Lors d’une déclaration de dix minutes faite au siège du département de la Justice, le procureur spécial est revenu sur deux points clés de son rapport. Il a d’abord rappelé de façon claire et limpide qu’il n’avait pas disculpé le président Trump de l’accusation d’entrave à la justice, l’un des deux volets de son enquête.

« Si nous avions eu la certitude que le président n’avait manifestement pas commis de crime, nous l’aurions dit », a déclaré Robert Mueller, dont le rapport détaille plusieurs épisodes renforçant les soupçons d’entrave à la justice.

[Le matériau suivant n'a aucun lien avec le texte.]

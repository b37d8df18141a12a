//! # Retry Backoff
//!
//! Delay imposed before a failed task becomes claimable again. The base delay
//! comes from the task type (`retry_backoff_seconds`); the strategy and the
//! ceiling come from configuration.
//!
//! - `linear`: `base * attempts`
//! - `exponential`: `base * 2^(attempts - 1)`

use chrono::Duration;
use serde::{Deserialize, Serialize};

use crate::models::TaskType;

/// Upper bound for any retry delay, whatever the configured ceiling (one year)
pub const MAX_BACKOFF_SECONDS: i64 = 365 * 24 * 60 * 60;

#[derive(Debug, Clone, Copy, PartialEq, Eq, Serialize, Deserialize)]
#[serde(rename_all = "snake_case")]
pub enum BackoffStrategy {
    Linear,
    Exponential,
}

impl Default for BackoffStrategy {
    fn default() -> Self {
        Self::Linear
    }
}

#[derive(Debug, Clone, Copy, PartialEq, Eq, Serialize, Deserialize)]
pub struct BackoffPolicy {
    pub strategy: BackoffStrategy,
    pub max_delay_seconds: i64,
}

impl Default for BackoffPolicy {
    fn default() -> Self {
        Self {
            strategy: BackoffStrategy::Linear,
            max_delay_seconds: 3600,
        }
    }
}

impl BackoffPolicy {
    pub fn new(strategy: BackoffStrategy, max_delay_seconds: i64) -> Self {
        Self {
            strategy,
            max_delay_seconds,
        }
    }

    /// Delay in whole seconds after the `attempts`-th failed attempt
    pub fn delay_seconds(&self, base_seconds: i64, attempts: i32) -> i64 {
        let base = base_seconds.max(0);
        let attempts = i64::from(attempts.max(1));

        let raw = match self.strategy {
            BackoffStrategy::Linear => base.saturating_mul(attempts),
            BackoffStrategy::Exponential => {
                let exponent = u32::try_from(attempts - 1).unwrap_or(u32::MAX).min(62);
                base.saturating_mul(1_i64 << exponent)
            }
        };

        raw.min(self.max_delay_seconds.clamp(0, MAX_BACKOFF_SECONDS))
    }

    pub fn delay_for(&self, task_type: &TaskType, attempts: i32) -> Duration {
        let seconds = self.delay_seconds(task_type.retry_backoff_seconds, attempts);
        Duration::try_seconds(seconds).unwrap_or_else(|| Duration::seconds(MAX_BACKOFF_SECONDS))
    }
}

#[cfg(test)]
mod tests {
    use super::*;

    #[test]
    fn test_linear_backoff() {
        let policy = BackoffPolicy::default();
        assert_eq!(policy.delay_seconds(1, 1), 1);
        assert_eq!(policy.delay_seconds(30, 2), 60);
        assert_eq!(policy.delay_seconds(30, 3), 90);
    }

    #[test]
    fn test_exponential_backoff() {
        let policy = BackoffPolicy::new(BackoffStrategy::Exponential, 3600);
        assert_eq!(policy.delay_seconds(10, 1), 10);
        assert_eq!(policy.delay_seconds(10, 2), 20);
        assert_eq!(policy.delay_seconds(10, 4), 80);
    }

    #[test]
    fn test_backoff_is_capped() {
        let policy = BackoffPolicy::new(BackoffStrategy::Exponential, 120);
        assert_eq!(policy.delay_seconds(60, 10), 120);
        assert_eq!(policy.delay_seconds(60, i32::MAX), 120);

        let linear = BackoffPolicy::new(BackoffStrategy::Linear, 100);
        assert_eq!(linear.delay_seconds(i64::MAX, 3), 100);
    }

    #[test]
    fn test_unbounded_ceiling_is_clamped() {
        let policy = BackoffPolicy::new(BackoffStrategy::Linear, i64::MAX);
        assert_eq!(policy.delay_seconds(10_000_000_000_000_000, 1), MAX_BACKOFF_SECONDS);

        let task_type = crate::models::NewTaskType::new("EMIT_DOC", 3, i64::MAX)
            .into_task_type(chrono::Utc::now());
        assert_eq!(
            policy.delay_for(&task_type, 2),
            Duration::seconds(MAX_BACKOFF_SECONDS)
        );
    }

    #[test]
    fn test_zero_base_means_immediate_retry() {
        assert_eq!(BackoffPolicy::default().delay_seconds(0, 5), 0);
    }
}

Il a cependant précisé que l’inculpation du président n’était pas « une option », et ce, en raison d’une « politique de longue date » du département de la Justice.

« Un président ne peut être poursuivi pour une infraction fédérale tant qu’il est en fonction. C’est anticonstitutionnel. » — Le procureur spécial Robert Mueller, qui parlait en public pour la première fois depuis sa nomination au poste de procureur spécial, en mai 2017

Autrement dit, Donald Trump aurait vraisemblablement été inculpé d’entrave à la justice s’il n’était pas le locataire de la Maison-Blanche.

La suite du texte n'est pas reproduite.